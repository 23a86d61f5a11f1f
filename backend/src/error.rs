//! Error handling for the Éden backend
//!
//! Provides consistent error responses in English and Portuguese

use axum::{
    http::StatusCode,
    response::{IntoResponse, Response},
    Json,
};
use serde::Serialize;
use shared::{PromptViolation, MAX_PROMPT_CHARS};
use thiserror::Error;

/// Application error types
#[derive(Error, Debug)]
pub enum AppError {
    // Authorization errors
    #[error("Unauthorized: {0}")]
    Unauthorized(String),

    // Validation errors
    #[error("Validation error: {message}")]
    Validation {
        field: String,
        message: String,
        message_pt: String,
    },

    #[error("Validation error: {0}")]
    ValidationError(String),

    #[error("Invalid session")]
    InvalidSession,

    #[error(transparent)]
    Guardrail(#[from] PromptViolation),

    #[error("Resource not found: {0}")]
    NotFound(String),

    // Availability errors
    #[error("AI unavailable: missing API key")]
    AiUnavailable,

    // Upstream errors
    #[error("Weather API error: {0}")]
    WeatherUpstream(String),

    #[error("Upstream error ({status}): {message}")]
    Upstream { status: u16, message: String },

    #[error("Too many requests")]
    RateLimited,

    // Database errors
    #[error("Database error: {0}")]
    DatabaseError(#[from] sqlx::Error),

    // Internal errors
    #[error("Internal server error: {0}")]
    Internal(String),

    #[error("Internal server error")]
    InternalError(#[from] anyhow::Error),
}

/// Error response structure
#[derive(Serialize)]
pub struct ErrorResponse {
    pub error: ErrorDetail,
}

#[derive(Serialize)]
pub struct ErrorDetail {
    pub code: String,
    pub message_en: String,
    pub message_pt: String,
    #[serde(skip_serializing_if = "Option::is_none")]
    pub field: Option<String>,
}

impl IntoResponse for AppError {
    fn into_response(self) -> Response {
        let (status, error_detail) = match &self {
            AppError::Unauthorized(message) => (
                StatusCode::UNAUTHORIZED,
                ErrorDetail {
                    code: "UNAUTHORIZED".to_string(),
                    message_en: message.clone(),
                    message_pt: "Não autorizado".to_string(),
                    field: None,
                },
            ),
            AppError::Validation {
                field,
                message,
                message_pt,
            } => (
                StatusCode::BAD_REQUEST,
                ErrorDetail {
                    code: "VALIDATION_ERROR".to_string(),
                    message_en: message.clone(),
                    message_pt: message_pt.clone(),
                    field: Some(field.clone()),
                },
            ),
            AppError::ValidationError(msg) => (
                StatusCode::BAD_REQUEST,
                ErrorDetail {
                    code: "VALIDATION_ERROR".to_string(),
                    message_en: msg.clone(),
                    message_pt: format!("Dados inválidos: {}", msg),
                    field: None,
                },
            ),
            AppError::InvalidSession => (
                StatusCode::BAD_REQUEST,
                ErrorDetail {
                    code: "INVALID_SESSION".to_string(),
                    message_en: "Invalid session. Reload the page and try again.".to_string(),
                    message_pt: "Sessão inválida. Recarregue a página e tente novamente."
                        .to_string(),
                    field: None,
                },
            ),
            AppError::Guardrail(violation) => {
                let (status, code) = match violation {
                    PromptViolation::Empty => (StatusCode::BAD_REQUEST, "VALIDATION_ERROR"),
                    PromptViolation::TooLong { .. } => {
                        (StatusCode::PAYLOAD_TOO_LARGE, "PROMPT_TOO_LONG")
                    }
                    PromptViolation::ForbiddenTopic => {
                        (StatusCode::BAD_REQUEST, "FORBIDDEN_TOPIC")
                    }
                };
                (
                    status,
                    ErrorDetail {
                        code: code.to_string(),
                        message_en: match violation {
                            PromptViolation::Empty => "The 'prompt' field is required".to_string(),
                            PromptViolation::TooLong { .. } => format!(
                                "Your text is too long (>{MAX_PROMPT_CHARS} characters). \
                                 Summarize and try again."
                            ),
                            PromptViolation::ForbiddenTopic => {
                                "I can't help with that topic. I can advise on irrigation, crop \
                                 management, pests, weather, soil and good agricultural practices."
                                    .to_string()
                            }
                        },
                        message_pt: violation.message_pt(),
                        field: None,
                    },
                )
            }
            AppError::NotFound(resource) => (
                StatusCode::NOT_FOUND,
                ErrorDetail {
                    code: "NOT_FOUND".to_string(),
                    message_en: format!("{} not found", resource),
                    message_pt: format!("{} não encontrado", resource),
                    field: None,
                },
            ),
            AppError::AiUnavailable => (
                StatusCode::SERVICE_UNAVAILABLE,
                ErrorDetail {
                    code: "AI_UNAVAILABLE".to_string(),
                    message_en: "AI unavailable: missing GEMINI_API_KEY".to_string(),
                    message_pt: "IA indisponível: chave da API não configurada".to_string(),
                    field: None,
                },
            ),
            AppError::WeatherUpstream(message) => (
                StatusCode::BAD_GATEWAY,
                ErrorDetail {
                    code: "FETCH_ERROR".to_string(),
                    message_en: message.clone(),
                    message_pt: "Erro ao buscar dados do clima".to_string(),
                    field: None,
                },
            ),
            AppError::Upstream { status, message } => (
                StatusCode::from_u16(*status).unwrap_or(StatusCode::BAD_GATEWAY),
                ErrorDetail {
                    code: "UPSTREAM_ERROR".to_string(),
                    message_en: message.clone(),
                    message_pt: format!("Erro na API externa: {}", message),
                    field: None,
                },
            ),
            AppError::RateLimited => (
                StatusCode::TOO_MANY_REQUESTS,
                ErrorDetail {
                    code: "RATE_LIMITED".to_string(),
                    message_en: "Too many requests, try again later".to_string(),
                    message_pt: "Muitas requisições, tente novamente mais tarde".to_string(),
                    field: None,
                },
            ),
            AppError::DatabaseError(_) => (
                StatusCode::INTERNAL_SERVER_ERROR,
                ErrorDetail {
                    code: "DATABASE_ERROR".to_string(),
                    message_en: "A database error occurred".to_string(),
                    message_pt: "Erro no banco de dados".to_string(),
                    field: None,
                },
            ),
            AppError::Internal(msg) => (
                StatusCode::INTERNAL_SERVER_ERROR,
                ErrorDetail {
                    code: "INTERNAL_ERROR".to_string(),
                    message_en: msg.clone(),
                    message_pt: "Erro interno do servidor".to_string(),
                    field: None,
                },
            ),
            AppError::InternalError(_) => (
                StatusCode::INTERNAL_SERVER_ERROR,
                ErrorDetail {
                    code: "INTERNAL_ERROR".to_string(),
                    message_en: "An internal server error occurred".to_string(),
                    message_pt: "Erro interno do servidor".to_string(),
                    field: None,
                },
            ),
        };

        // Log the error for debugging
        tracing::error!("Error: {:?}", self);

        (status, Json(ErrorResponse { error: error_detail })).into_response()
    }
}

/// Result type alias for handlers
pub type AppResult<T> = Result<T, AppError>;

Requirement
From the listing, copy every line where the string "occurred" appears.

Completed task
                    message_en: "A database error occurred".to_string(),
                    message_en: "An internal server error occurred".to_string(),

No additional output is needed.